→ **PROBLEM STATEMENT**: Every line from the first one in the listing down to the line with "FROM raw.orders CROSS" should be restated word for word.

---*---

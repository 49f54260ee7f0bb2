//! Manifest in, report out: the full offline pipeline.

use costguard_core::config::GuardConfig;
use costguard_core::manifest::jobs_from_manifest_str;
use costguard_engine::Engine;

const MANIFEST: &str = r#"{
    "nodes": {
        "model.analytics.stg_users": {
            "resource_type": "model",
            "name": "stg_users",
            "database": "analytics",
            "schema": "staging",
            "compiled_sql": "SELECT * FROM raw.users",
            "depends_on": {"nodes": ["source.analytics.raw.users"]}
        },
        "model.analytics.stg_orders": {
            "resource_type": "model",
            "name": "stg_orders",
            "database": "analytics",
            "schema": "staging",
            "compiled_sql": "SELECT * FROM raw.orders WHERE status != 'void'"
        },
        "model.analytics.fct_revenue": {
            "resource_type": "model",
            "name": "fct_revenue",
            "database": "analytics",
            "schema": "marts",
            "compiled_sql": "SELECT user_id, SUM(amount) FROM stg_orders o JOIN stg_users u ON o.user_id = u.id GROUP BY user_id",
            "depends_on": {"nodes": ["model.analytics.stg_orders", "model.analytics.stg_users"]}
        },
        "model.analytics.tmp_backfill": {
            "resource_type": "model",
            "name": "tmp_backfill",
            "database": "analytics",
            "schema": "scratch",
            "compiled_sql": "SELECT * FROM raw.orders CROSS JOIN raw.users",
            "config": {"meta": {"costguard_skip": true}}
        },
        "test.analytics.not_null_users_id": {
            "resource_type": "test",
            "name": "not_null_users_id"
        }
    }
}"#;

#[test]
fn test_manifest_to_report_offline() {
    let jobs = jobs_from_manifest_str(MANIFEST).expect("manifest parses");
    assert_eq!(jobs.len(), 4);

    let engine = Engine::offline(GuardConfig::default(), "TRANSFORM_WH").expect("valid config");
    let report = engine.estimate_batch(&jobs);

    assert_eq!(report.estimates.len(), 4);
    assert_eq!(report.warehouse, "TRANSFORM_WH");
    assert!(report.finished_ms >= report.started_ms);

    // Sorted by name, so the report order is stable across runs.
    let names: Vec<&str> = report.estimates.iter().map(|e| e.job.as_str()).collect();
    assert_eq!(
        names,
        vec!["fct_revenue", "stg_orders", "stg_users", "tmp_backfill"]
    );

    // The backfill opted out in the manifest; everything else is estimated.
    let skipped: Vec<&str> = report
        .estimates
        .iter()
        .filter(|e| e.skipped)
        .map(|e| e.job.as_str())
        .collect();
    assert_eq!(skipped, vec!["tmp_backfill"]);

    let sum: f64 = report
        .estimated()
        .map(|e| e.estimated_cost)
        .sum();
    assert!((report.total_cost - sum).abs() < 1e-9);
    assert!(report.total_cost > 0.0);

    for est in report.estimated() {
        assert!(est.estimated_time_seconds >= 1.0);
        assert_eq!(est.billable_time_seconds % 60, 0);
        assert!(est.billable_time_seconds >= 60);
        assert!(est.complexity_score >= 5);
    }

    // The revenue mart carries joins and an aggregate; it must not score
    // below the plain staging selects.
    let revenue = &report.estimates[0];
    let staging = &report.estimates[2];
    assert!(revenue.complexity_score > staging.complexity_score);
}

#[test]
fn test_report_json_round_trips() {
    let jobs = jobs_from_manifest_str(MANIFEST).expect("manifest parses");
    let engine = Engine::offline(GuardConfig::default(), "WH").expect("valid config");
    let report = engine.estimate_batch(&jobs);

    let json = serde_json::to_string_pretty(&report).expect("report serializes");
    let value: serde_json::Value = serde_json::from_str(&json).expect("round trip");

    assert!(value["id"].is_string());
    assert_eq!(value["warehouse"], "WH");
    assert_eq!(value["estimates"].as_array().map(Vec::len), Some(4));
    assert_eq!(value["estimates"][0]["source"], "heuristic");
    assert!(value["estimates"][0]["estimated_cost"].is_number());
    assert_eq!(value["engine_version"], costguard_core::VERSION);
}
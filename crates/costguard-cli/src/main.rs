//! costguard CLI: estimate warehouse costs for SQL transformation jobs
//! before anything runs.

use clap::{Parser, Subcommand, ValueEnum};
use costguard_core::config::{wildcard_match, GuardConfig};
use costguard_core::estimate::{CostEstimate, RunReport};
use costguard_core::job::{DependencyRef, JobDescriptor};
use costguard_core::manifest::load_manifest;
use costguard_engine::{Engine, SignalProviders, SqlFeatures, SqlText};
use costguard_warehouse::scripted::ScriptedWarehouse;
use std::path::{Path, PathBuf};
use std::sync::Arc;

#[derive(Parser)]
#[command(name = "costguard")]
#[command(about = "Estimate warehouse costs for SQL transformation jobs before running them", long_about = None)]
struct Cli {
    /// Path to the compiled manifest JSON
    #[arg(long, global = true, default_value = "target/manifest.json")]
    manifest: PathBuf,

    /// Path to a config file (default: discover .costguard.yml in cwd)
    #[arg(long, global = true)]
    config: Option<PathBuf>,

    /// Scripted warehouse signals YAML (plans, history, table stats, cache)
    #[arg(long, global = true)]
    signals: Option<PathBuf>,

    /// Warehouse name estimates are priced against
    #[arg(long, global = true, default_value = "COMPUTE_WH")]
    warehouse: String,

    /// Cost per credit in currency units (overrides config)
    #[arg(long, global = true)]
    cost_per_credit: Option<f64>,

    /// Cost threshold in currency units (overrides both config thresholds)
    #[arg(long, global = true)]
    threshold: Option<f64>,

    /// Output format
    #[arg(long, global = true, value_enum, default_value = "text")]
    format: OutputFormat,

    /// Enable verbose logging output
    #[arg(short, long, global = true)]
    verbose: bool,

    #[command(subcommand)]
    command: Commands,
}

#[derive(Clone, Copy, PartialEq, Eq, ValueEnum)]
enum OutputFormat {
    Text,
    Json,
}
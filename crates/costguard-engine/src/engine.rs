//! The estimation engine: complexity, time, billing, and discount composed
//! into per-job estimates and batch reports.

use std::sync::Arc;
use std::time::{SystemTime, UNIX_EPOCH};

use costguard_core::config::GuardConfig;
use costguard_core::error::Result;
use costguard_core::estimate::{CostEstimate, RunReport};
use costguard_core::job::JobDescriptor;
use costguard_core::warehouse::WarehouseSize;
use costguard_warehouse::scripted::ScriptedWarehouse;
use costguard_warehouse::traits::{
    CacheProbabilityProvider, HistoryProvider, PlanProvider, TableStatsProvider,
    WarehouseSizeProvider,
};

use crate::billing::billable_seconds;
use crate::complexity::complexity_score;
use crate::discount::cache_multiplier;
use crate::sql::SqlText;
use crate::time::estimate_seconds;

/// Optional signal providers, one per family. Missing providers simply push
/// estimation down to the heuristic layer and the configured defaults.
#[derive(Default, Clone)]
pub struct SignalProviders {
    pub plan: Option<Arc<dyn PlanProvider>>,
    pub history: Option<Arc<dyn HistoryProvider>>,
    pub tables: Option<Arc<dyn TableStatsProvider>>,
    pub cache: Option<Arc<dyn CacheProbabilityProvider>>,
    pub warehouse: Option<Arc<dyn WarehouseSizeProvider>>,
}

impl SignalProviders {
    /// No providers at all; every estimate comes from SQL text and config.
    pub fn offline() -> Self {
        Self::default()
    }

    /// Wire every family to one scripted warehouse.
    pub fn scripted(warehouse: Arc<ScriptedWarehouse>) -> Self {
        Self {
            plan: Some(warehouse.clone()),
            history: Some(warehouse.clone()),
            tables: Some(warehouse.clone()),
            cache: Some(warehouse.clone()),
            warehouse: Some(warehouse),
        }
    }
}

impl std::fmt::Debug for SignalProviders {
    fn fmt(&self, f: &mut std::fmt::Formatter<'_>) -> std::fmt::Result {
        f.debug_struct("SignalProviders")
            .field("plan", &self.plan.is_some())
            .field("history", &self.history.is_some())
            .field("tables", &self.tables.is_some())
            .field("cache", &self.cache.is_some())
            .field("warehouse", &self.warehouse.is_some())
            .finish()
    }
}

/// Pre-run cost estimator for a batch of SQL transformation jobs.
///
/// Construction validates the configuration; estimation itself never fails.
/// A job that cannot be estimated from live signals still gets a heuristic
/// figure, and a skipped job gets a zero-valued record.
#[derive(Debug)]
pub struct Engine {
    cfg: GuardConfig,
    warehouse: String,
    providers: SignalProviders,
}

impl Engine {
    pub fn new(
        cfg: GuardConfig,
        warehouse: impl Into<String>,
        providers: SignalProviders,
    ) -> Result<Self> {
        cfg.validate()?;
        Ok(Self {
            cfg,
            warehouse: warehouse.into(),
            providers,
        })
    }

    /// Engine with no live signals; heuristics and config only.
    pub fn offline(cfg: GuardConfig, warehouse: impl Into<String>) -> Result<Self> {
        Self::new(cfg, warehouse, SignalProviders::offline())
    }

    pub fn config(&self) -> &GuardConfig {
        &self.cfg
    }

    pub fn warehouse(&self) -> &str {
        &self.warehouse
    }

    /// Estimate one job. Never fails; signal trouble degrades the estimate
    /// instead of aborting it.
    pub fn estimate_job(&self, job: &JobDescriptor) -> CostEstimate {
        if job.skip || self.cfg.should_skip(&job.name) {
            tracing::debug!(job = %job.name, "excluded from estimation");
            return CostEstimate::skipped(&job.name, self.cfg.warehouse_size);
        }

        let sql = SqlText::new(job.sql_text());
        let score = complexity_score(&sql);
        let cache_hit_probability = self.cache_probability(job, &sql);

        let (raw_seconds, source) = estimate_seconds(job, &sql, score, &self.providers, &self.cfg);

        let warehouse_size = self.resolve_size();
        let credits_per_hour = self
            .cfg
            .warehouse_credits_per_hour
            .unwrap_or_else(|| warehouse_size.credits_per_hour());

        let billable = billable_seconds(raw_seconds);
        let base_cost = billable as f64 / 3600.0 * credits_per_hour * self.cfg.cost_per_credit;
        let estimated_cost = base_cost * cache_multiplier(cache_hit_probability);

        // What-if figure: time inflated by complexity, priced without any
        // cache discount. Diagnostic only.
        let scaled_seconds = raw_seconds * (score as f64 / 20.0).max(1.0);
        let scaled_cost = billable_seconds(scaled_seconds) as f64 / 3600.0
            * credits_per_hour
            * self.cfg.cost_per_credit;

        let expensive_pattern = score > self.cfg.complexity_warning_threshold
            || scaled_cost > 10.0
            || sql.cross_join_count() > 0;

        tracing::debug!(
            job = %job.name,
            score,
            seconds = raw_seconds,
            cost = estimated_cost,
            source = ?source,
            "estimated job"
        );

        CostEstimate {
            job: job.name.clone(),
            estimated_cost,
            estimated_time_seconds: raw_seconds,
            billable_time_seconds: billable,
            complexity_score: score,
            warehouse_size,
            credits_per_hour,
            cache_hit_probability,
            scaled_cost,
            expensive_pattern,
            skipped: false,
            source: Some(source),
        }
    }

    /// Estimate every job in order. One report per batch; individual jobs
    /// never abort the run.
    pub fn estimate_batch(&self, jobs: &[JobDescriptor]) -> RunReport {
        let mut report = RunReport::new(&self.warehouse, now_millis());
        for job in jobs {
            report.record(self.estimate_job(job));
        }
        report.finish(now_millis())
    }

    fn cache_probability(&self, job: &JobDescriptor, sql: &SqlText) -> f64 {
        if !self.cfg.use_cache_detection || sql.is_empty() {
            return 0.0;
        }
        let Some(provider) = &self.providers.cache else {
            return 0.0;
        };
        match provider.cache_probability(job.sql_text()) {
            Ok(p) if p.is_nan() => 0.0,
            Ok(p) => p.clamp(0.0, 1.0),
            Err(err) => {
                tracing::debug!(job = %job.name, %err, "cache probability unavailable");
                0.0
            }
        }
    }

    fn resolve_size(&self) -> WarehouseSize {
        if let Some(provider) = &self.providers.warehouse {
            match provider.current_size(&self.warehouse) {
                Ok(size) => return size,
                Err(err) => {
                    tracing::debug!(warehouse = %self.warehouse, %err, "live size lookup failed");
                }
            }
        }
        self.cfg.warehouse_size
    }
}

// --- helpers ---

fn now_millis() -> u64 {
    SystemTime::now()
        .duration_since(UNIX_EPOCH)
        .unwrap_or_default()
        .as_millis() as u64
}
//! Warehouse size tiers and the fixed credit-per-hour table.
//!
//! Consumption billing prices a warehouse by size tier; each tier doubles the
//! hourly credit burn of the one below it.

use serde::{Deserialize, Serialize};

#[derive(Debug, Clone, Copy, PartialEq, Eq, PartialOrd, Ord, Hash)]
pub enum WarehouseSize {
    XSmall,
    Small,
    Medium,
    Large,
    XLarge,
    XxLarge,
    XxxLarge,
    XxxxLarge,
}

impl WarehouseSize {
    /// Credits burned per hour while this size is running.
    pub fn credits_per_hour(self) -> f64 {
        match self {
            WarehouseSize::XSmall => 1.0,
            WarehouseSize::Small => 2.0,
            WarehouseSize::Medium => 4.0,
            WarehouseSize::Large => 8.0,
            WarehouseSize::XLarge => 16.0,
            WarehouseSize::XxLarge => 32.0,
            WarehouseSize::XxxLarge => 64.0,
            WarehouseSize::XxxxLarge => 128.0,
        }
    }

    /// Canonical label, as warehouse metadata reports it.
    pub fn label(self) -> &'static str {
        match self {
            WarehouseSize::XSmall => "X-SMALL",
            WarehouseSize::Small => "SMALL",
            WarehouseSize::Medium => "MEDIUM",
            WarehouseSize::Large => "LARGE",
            WarehouseSize::XLarge => "X-LARGE",
            WarehouseSize::XxLarge => "2X-LARGE",
            WarehouseSize::XxxLarge => "3X-LARGE",
            WarehouseSize::XxxxLarge => "4X-LARGE",
        }
    }

    /// Parse a size label. Case-insensitive; hyphens, underscores and spaces
    /// are cosmetic, and the `XX…` spellings alias the `2X…` ones.
    pub fn parse(text: &str) -> Option<Self> {
        let folded: String = text
            .trim()
            .chars()
            .filter(|c| !matches!(c, '-' | '_' | ' '))
            .collect::<String>()
            .to_uppercase();
        match folded.as_str() {
            "XSMALL" => Some(WarehouseSize::XSmall),
            "SMALL" => Some(WarehouseSize::Small),
            "MEDIUM" => Some(WarehouseSize::Medium),
            "LARGE" => Some(WarehouseSize::Large),
            "XLARGE" => Some(WarehouseSize::XLarge),
            "2XLARGE" | "XXLARGE" => Some(WarehouseSize::XxLarge),
            "3XLARGE" | "XXXLARGE" => Some(WarehouseSize::XxxLarge),
            "4XLARGE" | "XXXXLARGE" => Some(WarehouseSize::XxxxLarge),
            _ => None,
        }
    }

    /// Credit rate for an arbitrary label; unknown labels are billed as SMALL.
    pub fn credits_for_label(text: &str) -> f64 {
        match Self::parse(text) {
            Some(size) => size.credits_per_hour(),
            None => WarehouseSize::Small.credits_per_hour(),
        }
    }
}

impl Default for WarehouseSize {
    fn default() -> Self {
        WarehouseSize::Medium
    }
}

impl std::fmt::Display for WarehouseSize {
    fn fmt(&self, f: &mut std::fmt::Formatter<'_>) -> std::fmt::Result {
        f.write_str(self.label())
    }
}

impl Serialize for WarehouseSize {
    fn serialize<S: serde::Serializer>(&self, serializer: S) -> Result<S::Ok, S::Error> {
        serializer.serialize_str(self.label())
    }
}

impl<'de> Deserialize<'de> for WarehouseSize {
    fn deserialize<D: serde::Deserializer<'de>>(deserializer: D) -> Result<Self, D::Error> {
        let s = String::deserialize(deserializer)?;
        WarehouseSize::parse(&s)
            .ok_or_else(|| serde::de::Error::custom(format!("unknown warehouse size: {s}")))
    }
}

---*---

→ **SOLUTION TO THIS EXERCISE**:
repository 49f54260ee7f0bb2
//! Manifest in, report out: the full offline pipeline.

use costguard_core::config::GuardConfig;
use costguard_core::manifest::jobs_from_manifest_str;
use costguard_engine::Engine;

const MANIFEST: &str = r#"{
    "nodes": {
        "model.analytics.stg_users": {
            "resource_type": "model",
            "name": "stg_users",
            "database": "analytics",
            "schema": "staging",
            "compiled_sql": "SELECT * FROM raw.users",
            "depends_on": {"nodes": ["source.analytics.raw.users"]}
        },
        "model.analytics.stg_orders": {
            "resource_type": "model",
            "name": "stg_orders",
            "database": "analytics",
            "schema": "staging",
            "compiled_sql": "SELECT * FROM raw.orders WHERE status != 'void'"
        },
        "model.analytics.fct_revenue": {
            "resource_type": "model",
            "name": "fct_revenue",
            "database": "analytics",
            "schema": "marts",
            "compiled_sql": "SELECT user_id, SUM(amount) FROM stg_orders o JOIN stg_users u ON o.user_id = u.id GROUP BY user_id",
            "depends_on": {"nodes": ["model.analytics.stg_orders", "model.analytics.stg_users"]}
        },
        "model.analytics.tmp_backfill": {
            "resource_type": "model",
            "name": "tmp_backfill",
            "database": "analytics",
            "schema": "scratch",
            "compiled_sql": "SELECT * FROM raw.orders CROSS JOIN raw.users",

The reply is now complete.